Scan the entries for lines with the word "contains" and copy those lines.
:: Available records
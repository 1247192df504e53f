//! CLI Adapter.

use std::path::PathBuf;

use clap::{ArgAction, CommandFactory, FromArgMatches, Parser};
use colored::Colorize;
use tracing::{debug, error};
use tracing_subscriber::EnvFilter;

use crate::app::api::{self, ActionRequest};
use crate::app::commands::export::{ExportKind, ReqsFormat};
use crate::domain::{Action, AppError, MessageCatalog, Severity, dispatch};

/// Environment variable holding a tracing filter directive.
pub const LOG_ENV: &str = "ANSIGENOME_LOG";

#[derive(Parser, Debug)]
#[command(name = "ansigenome")]
#[command(version)]
#[command(about = "Scan, document and scaffold Ansible roles", long_about = None)]
struct Cli {
    /// One of: scan, rebuild, run, init, export, dump
    action: String,
    /// Roles path (defaults to playbooks/roles); the new role's path for init
    path: Option<PathBuf>,
    /// Shell command for the run action
    #[arg(short = 'm', long = "command")]
    command: Option<String>,
    /// Output file for export and dump
    #[arg(short, long)]
    out: Option<PathBuf>,
    /// Export type
    #[arg(short = 't', long = "type", value_enum, default_value_t = ExportKind::Reqs)]
    export_type: ExportKind,
    /// Requirements file format
    #[arg(short, long, value_enum, default_value_t = ReqsFormat::Yml)]
    format: ReqsFormat,
    /// README template: a file path or an http(s) URL
    #[arg(long)]
    readme_template: Option<String>,
    /// Configuration file (defaults to $ANSIGENOME_CONFIG, then ~/.ansigenome.toml)
    #[arg(short, long)]
    config: Option<PathBuf>,
    /// Increase log verbosity (-v info, -vv debug)
    #[arg(short, long, action = ArgAction::Count)]
    verbose: u8,
}

/// Entry point for the CLI. Returns the process exit code.
pub fn run() -> i32 {
    let catalog = MessageCatalog::standard();
    let command = Cli::command().after_help(actions_help(&catalog));
    let cli = match Cli::from_arg_matches(&command.get_matches()) {
        Ok(cli) => cli,
        Err(err) => err.exit(),
    };
    init_logging(cli.verbose);

    match run_action(&cli, &catalog) {
        Ok(code) => code,
        Err(err) => {
            if err.is_internal() {
                error!(error = ?err, "internal error");
            } else {
                debug!(error = ?err, "action failed");
            }
            let color: colored::Color = catalog.color_for(Severity::Failed).into();
            eprintln!("{}", catalog.describe(&err).color(color));
            1
        }
    }
}

fn run_action(cli: &Cli, catalog: &MessageCatalog) -> Result<i32, AppError> {
    let action = dispatch(&cli.action)?;
    let request = ActionRequest {
        path: cli.path.clone(),
        command: cli.command.clone(),
        out: cli.out.clone(),
        export_kind: cli.export_type,
        reqs_format: cli.format,
        readme_template: cli.readme_template.clone(),
    };
    let outcome = api::execute(action, &request, cli.config.as_deref(), catalog.clone())?;
    Ok(if outcome.has_failures() { 1 } else { 0 })
}

fn init_logging(verbose: u8) {
    let fallback = match verbose {
        0 => "warn",
        1 => "info",
        _ => "debug",
    };
    let filter = EnvFilter::try_from_env(LOG_ENV).unwrap_or_else(|_| EnvFilter::new(fallback));
    let _ = tracing_subscriber::fmt().with_env_filter(filter).with_writer(std::io::stderr).try_init();
}

/// Per-action help lines composed from the message catalog.
fn actions_help(catalog: &MessageCatalog) -> String {
    let mut help = String::from("Actions:\n");
    for action in Action::ALL {
        let text = catalog.action_help(action).unwrap_or_default();
        help.push_str(&format!("  {:<8} {}\n", action.as_str(), text));
    }
    help
}

#[cfg(test)]
mod tests {
    use super::*;

    #[test]
    fn parses_run_options() {
        let cli = Cli::try_parse_from(["ansigenome", "run", "roles", "-m", "ls -la", "-vv"]).unwrap();
        assert_eq!(cli.action, "run");
        assert_eq!(cli.path, Some(PathBuf::from("roles")));
        assert_eq!(cli.command.as_deref(), Some("ls -la"));
        assert_eq!(cli.verbose, 2);
    }

    #[test]
    fn parses_export_options() {
        let cli =
            Cli::try_parse_from(["ansigenome", "export", "-t", "graph", "-f", "txt", "-o", "x"]).unwrap();
        assert_eq!(cli.export_type, ExportKind::Graph);
        assert_eq!(cli.format, ReqsFormat::Txt);
        assert_eq!(cli.out, Some(PathBuf::from("x")));
    }

    #[test]
    fn unknown_action_is_rejected_by_dispatch() {
        let cli = Cli::try_parse_from(["ansigenome", "build"]).unwrap();
        let err = run_action(&cli, &MessageCatalog::standard()).unwrap_err();
        assert!(matches!(err, AppError::UnknownAction(name) if name == "build"));
    }

    #[test]
    fn help_lists_every_action() {
        let help = actions_help(&MessageCatalog::standard());
        for action in Action::ALL {
            assert!(help.contains(action.as_str()));
        }
        assert!(help.contains("augment existing meta files to be compatible with Ansigenome, then"));
    }
}
use std::cell::RefCell;

use crate::domain::Severity;
use crate::ports::Reporter;

#[derive(Debug, Clone, PartialEq, Eq)]
pub enum ReportedLine {
    Role { severity: Severity, role: String, detail: String },
    Message { severity: Severity, text: String },
    Output(String),
}

/// Reporter collecting everything in memory.
#[derive(Default)]
pub struct MemoryReporter {
    lines: RefCell<Vec<ReportedLine>>,
}

impl MemoryReporter {
    pub fn lines(&self) -> Vec<ReportedLine> {
        self.lines.borrow().clone()
    }

    pub fn messages(&self) -> Vec<String> {
        self.lines
            .borrow()
            .iter()
            .filter_map(|line| match line {
                ReportedLine::Message { text, .. } => Some(text.clone()),
                _ => None,
            })
            .collect()
    }

    pub fn roles_with(&self, wanted: Severity) -> Vec<String> {
        self.lines
            .borrow()
            .iter()
            .filter_map(|line| match line {
                ReportedLine::Role { severity, role, .. } if *severity == wanted => {
                    Some(role.clone())
                }
                _ => None,
            })
            .collect()
    }

    pub fn output(&self) -> String {
        self.lines
            .borrow()
            .iter()
            .filter_map(|line| match line {
                ReportedLine::Output(text) => Some(text.as_str()),
                _ => None,
            })
            .collect()
    }
}

impl Reporter for MemoryReporter {
    fn role(&self, severity: Severity, role: &str, detail: &str) {
        self.lines.borrow_mut().push(ReportedLine::Role {
            severity,
            role: role.to_string(),
            detail: detail.to_string(),
        });
    }

    fn message(&self, severity: Severity, text: &str) {
        self.lines.borrow_mut().push(ReportedLine::Message { severity, text: text.to_string() });
    }

    fn output(&self, text: &str) {
        self.lines.borrow_mut().push(ReportedLine::Output(text.to_string()));
    }
}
::::
- Exercise answer:
            assert!(help.contains(action.as_str()));
        assert!(help.contains("augment existing meta files to be compatible with Ansigenome, then"));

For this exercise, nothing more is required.